This post actually started out as ’30 self-care tips for when you are burnt out and exhausted’.

Self-care as a concept seems to have taken off in a big way recently and after burning out last year in my previous job, I thought it would be a good topic to write about.

As I started to research self-care ideas, however, it dawned on me that a lot of the articles were missing the point. And that their tips were seriously getting on my nerves.

A rant about self-care tips

The thing that makes me the angriest is the idea that purchasing something is a form of self-care or a magic bullet to looking after yourself.

This is total crap. And I’ll explain why.

I’ll take my favourite, the scented candle.
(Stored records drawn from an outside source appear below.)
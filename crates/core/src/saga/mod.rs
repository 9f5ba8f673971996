//! Core saga domain model.
//!
//! Defines the persisted shape of one saga instance ([`SagaRecord`]), its
//! lifecycle states ([`SagaStatus`]), the append-only audit trail
//! ([`SagaActivity`]), and the outcome of a compensation run
//! ([`CompensationResult`]).

use chrono::{DateTime, Utc};
use serde::{Deserialize, Serialize};

/// Unique identifier of a saga instance.
///
/// Assigned once at creation and immutable afterwards. Dispatch layers that
/// derive ids from message correlation data construct this directly from the
/// correlated string.
#[derive(Debug, Clone, PartialEq, Eq, Hash, Serialize, Deserialize)]
pub struct SagaId(pub String);

impl SagaId {
    /// Create a new random saga id (uuid v4).
    pub fn new() -> Self {
        Self(uuid::Uuid::new_v4().to_string())
    }

    pub fn as_str(&self) -> &str {
        &self.0
    }
}

impl Default for SagaId {
    fn default() -> Self {
        Self::new()
    }
}

impl std::fmt::Display for SagaId {
    fn fmt(&self, f: &mut std::fmt::Formatter<'_>) -> std::fmt::Result {
        write!(f, "{}", self.0)
    }
}

impl From<&str> for SagaId {
    fn from(s: &str) -> Self {
        Self(s.to_string())
    }
}

impl From<String> for SagaId {
    fn from(s: String) -> Self {
        Self(s)
    }
}

/// Lifecycle state of a saga instance.
///
/// `Running` and `Compensating` are transient; every other state is terminal.
/// Once a saga reaches a terminal state no further step execution or
/// compensation may mutate its step index or data.
#[derive(Debug, Clone, Copy, PartialEq, Eq, Hash, Serialize, Deserialize)]
#[serde(rename_all = "snake_case")]
pub enum SagaStatus {
    /// Forward execution in progress.
    Running,
    /// All steps completed successfully.
    Completed,
    /// A step failed (or the saga was cancelled) and compensation is in
    /// progress, or compensation stalled partway and needs an operator.
    Compensating,
    /// Every completed step was rolled back successfully.
    Compensated,
    /// Explicitly cancelled and fully rolled back.
    Cancelled,
    /// Force-expired by the cleanup sweep or an expiry timeout.
    Expired,
}

impl SagaStatus {
    /// Whether this state admits no further transitions.
    pub fn is_terminal(&self) -> bool {
        matches!(
            self,
            Self::Completed | Self::Compensated | Self::Cancelled | Self::Expired
        )
    }

    /// Whether the saga still holds work or needs attention.
    pub fn is_active(&self) -> bool {
        matches!(self, Self::Running | Self::Compensating)
    }

    pub fn as_str(&self) -> &'static str {
        match self {
            Self::Running => "running",
            Self::Completed => "completed",
            Self::Compensating => "compensating",
            Self::Compensated => "compensated",
            Self::Cancelled => "cancelled",
            Self::Expired => "expired",
        }
    }
}

impl std::fmt::Display for SagaStatus {
    fn fmt(&self, f: &mut std::fmt::Formatter<'_>) -> std::fmt::Result {
        write!(f, "{}", self.as_str())
    }
}

impl std::str::FromStr for SagaStatus {
    type Err = String;

    fn from_str(s: &str) -> Result<Self, Self::Err> {
        match s {
            "running" => Ok(Self::Running),
            "completed" => Ok(Self::Completed),
            "compensating" => Ok(Self::Compensating),
            "compensated" => Ok(Self::Compensated),
            "cancelled" => Ok(Self::Cancelled),
            "expired" => Ok(Self::Expired),
            other => Err(format!("unknown saga status: {}", other)),
        }
    }
}

/// One entry in a saga's append-only audit trail.
///
/// Entries are appended in transition order and never reordered or deleted.
#[derive(Debug, Clone, PartialEq, Eq, Serialize, Deserialize)]
pub struct SagaActivity {
    pub message: String,
    pub at: DateTime<Utc>,
}

impl SagaActivity {
    pub fn new(message: impl Into<String>) -> Self {
        Self {
            message: message.into(),
            at: Utc::now(),
        }
    }
}

/// The persisted state of one saga instance. One record per saga.
///
/// The state store exclusively owns the durable representation; the
/// orchestrator holds at most a transient copy while executing one step and
/// re-persists before yielding control. `version` is the optimistic-locking
/// token: it is incremented by the store on every successful conditional
/// update, and a writer must present the version it last read.
#[derive(Debug, Clone, Serialize, Deserialize)]
pub struct SagaRecord<D> {
    pub saga_id: SagaId,
    /// Name of the registered definition driving this instance. Definitions
    /// (steps, timeouts, retry policy) are configuration, not persisted state.
    pub definition: String,
    /// Business payload, opaque to the engine. Mutated only by step code.
    pub data: D,
    pub status: SagaStatus,
    /// Index of the next step to execute, or the last step acted upon while
    /// compensating.
    pub current_step: usize,
    /// Attempts made on the current forward step. The retry policy is
    /// stateless, so the counter lives here. Reset when the step advances.
    pub step_attempts: u32,
    pub activities: Vec<SagaActivity>,
    pub started_at: DateTime<Utc>,
    /// Updated on every persisted transition; staleness input for the
    /// cleanup sweep.
    pub last_updated_at: DateTime<Utc>,
    /// Set exactly once, when a terminal state is reached.
    pub completed_at: Option<DateTime<Utc>>,
    pub version: u64,
}

impl<D> SagaRecord<D> {
    /// Create a fresh record in `Running` at step 0.
    pub fn new(saga_id: SagaId, definition: impl Into<String>, data: D) -> Self {
        let now = Utc::now();
        Self {
            saga_id,
            definition: definition.into(),
            data,
            status: SagaStatus::Running,
            current_step: 0,
            step_attempts: 0,
            activities: Vec::new(),
            started_at: now,
            last_updated_at: now,
            completed_at: None,
            version: 0,
        }
    }

    /// Append an audit entry and refresh `last_updated_at`.
    pub fn log_activity(&mut self, message: impl Into<String>) {
        let activity = SagaActivity::new(message);
        self.last_updated_at = activity.at;
        self.activities.push(activity);
    }

    /// Move to the next forward step, resetting the attempt counter.
    pub fn advance_step(&mut self) {
        self.current_step += 1;
        self.step_attempts = 0;
        self.last_updated_at = Utc::now();
    }

    /// Transition into a terminal or compensating state. `completed_at` is
    /// set on the first terminal transition only.
    pub fn transition(&mut self, status: SagaStatus) {
        let now = Utc::now();
        self.status = status;
        self.last_updated_at = now;
        if status.is_terminal() && self.completed_at.is_none() {
            self.completed_at = Some(now);
        }
    }

    pub fn is_terminal(&self) -> bool {
        self.status.is_terminal()
    }
}

/// Outcome of one compensation run.
///
/// Returned to the orchestrator's caller and to the failure hook; a summary
/// is also recorded as an activity. Not persisted long-term.
#[derive(Debug, Clone, PartialEq, Eq)]
pub struct CompensationResult {
    /// Whether every completed step was rolled back.
    pub success: bool,
    /// How many steps were compensated before finishing or stalling.
    pub steps_compensated: usize,
    /// Error from the compensating action that exhausted its retries.
    pub error: Option<String>,
    pub duration: std::time::Duration,
}

impl CompensationResult {
    pub fn success(steps_compensated: usize, duration: std::time::Duration) -> Self {
        Self {
            success: true,
            steps_compensated,
            error: None,
            duration,
        }
    }

    pub fn failure(
        steps_compensated: usize,
        error: impl Into<String>,
        duration: std::time::Duration,
    ) -> Self {
        Self {
            success: false,
            steps_compensated,
            error: Some(error.into()),
            duration,
        }
    }
}

#[cfg(test)]
mod tests {
    use super::*;

    #[test]
    fn test_saga_id_unique_and_displayable() {
        let a = SagaId::new();
        let b = SagaId::new();
        assert_ne!(a, b);
        assert_eq!(a.to_string(), a.0);
        assert_eq!(SagaId::from("order-42").as_str(), "order-42");
    }

    #[test]
    fn test_status_terminality() {
        assert!(!SagaStatus::Running.is_terminal());
        assert!(!SagaStatus::Compensating.is_terminal());
        assert!(SagaStatus::Completed.is_terminal());
        assert!(SagaStatus::Compensated.is_terminal());
        assert!(SagaStatus::Cancelled.is_terminal());
        assert!(SagaStatus::Expired.is_terminal());

        assert!(SagaStatus::Running.is_active());
        assert!(SagaStatus::Compensating.is_active());
        assert!(!SagaStatus::Expired.is_active());
    }

    #[test]
    fn test_status_parse_roundtrip() {
        for status in [
            SagaStatus::Running,
            SagaStatus::Completed,
            SagaStatus::Compensating,
            SagaStatus::Compensated,
            SagaStatus::Cancelled,
            SagaStatus::Expired,
        ] {
            assert_eq!(status.as_str().parse::<SagaStatus>().unwrap(), status);
        }
        assert!("limbo".parse::<SagaStatus>().is_err());
    }

    #[test]
    fn test_new_record_defaults() {
        let record = SagaRecord::new(SagaId::from("s-1"), "order-fulfilment", 7u32);
        assert_eq!(record.status, SagaStatus::Running);
        assert_eq!(record.current_step, 0);
        assert_eq!(record.step_attempts, 0);
        assert_eq!(record.version, 0);
        assert!(record.activities.is_empty());
        assert!(record.completed_at.is_none());
    }

    #[test]
    fn test_activities_append_in_order() {
        let mut record = SagaRecord::new(SagaId::from("s-2"), "d", ());
        record.log_activity("first");
        record.log_activity("second");
        record.log_activity("third");

        let messages: Vec<&str> = record
            .activities
            .iter()
            .map(|a| a.message.as_str())
            .collect();
        assert_eq!(messages, vec!["first", "second", "third"]);
        assert!(record.activities[0].at <= record.activities[2].at);
    }

    #[test]
    fn test_advance_step_resets_attempts() {
        let mut record = SagaRecord::new(SagaId::from("s-3"), "d", ());
        record.step_attempts = 4;
        record.advance_step();
        assert_eq!(record.current_step, 1);
        assert_eq!(record.step_attempts, 0);
    }

    #[test]
    fn test_completed_at_set_once() {
        let mut record = SagaRecord::new(SagaId::from("s-4"), "d", ());
        record.transition(SagaStatus::Compensating);
        assert!(record.completed_at.is_none());

        record.transition(SagaStatus::Compensated);
        let first = record.completed_at.expect("terminal sets completed_at");

        record.transition(SagaStatus::Expired);
        assert_eq!(record.completed_at, Some(first));
    }

    #[test]
    fn test_compensation_result_constructors() {
        let ok = CompensationResult::success(2, std::time::Duration::from_millis(10));
        assert!(ok.success);
        assert_eq!(ok.steps_compensated, 2);
        assert!(ok.error.is_none());

        let failed = CompensationResult::failure(1, "undo exploded", Default::default());
        assert!(!failed.success);
        assert_eq!(failed.steps_compensated, 1);
        assert_eq!(failed.error.as_deref(), Some("undo exploded"));
    }
}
Grrrrrr.

So many articles are listing ‘light a scented candle’ in their self-care tips and using an affiliate link to encourage you to buy one.

Number one — knowing what is like to be burned out and stressed to the max in a previous job, I could have filled my damn house with scented candles and still not been any happier.

Melted wax in a glass container with a pretty label slapped on the front is NOT the cure to a shitty job, burn out, a serious financial situation or life generally punching you in the face.

Number two — Filling people’s lives with more clutter is not going to make them happier.

What hacks me off, is that the reason we need self-care in the first place is partly due to consumerism.

Adverts everywhere and societal norms telling us we need a bigger house, a fancier car, new clothes, branded goods.

The more we think we need, the harder we work to get it. The harder we work to get it, the more stressed and run down we get.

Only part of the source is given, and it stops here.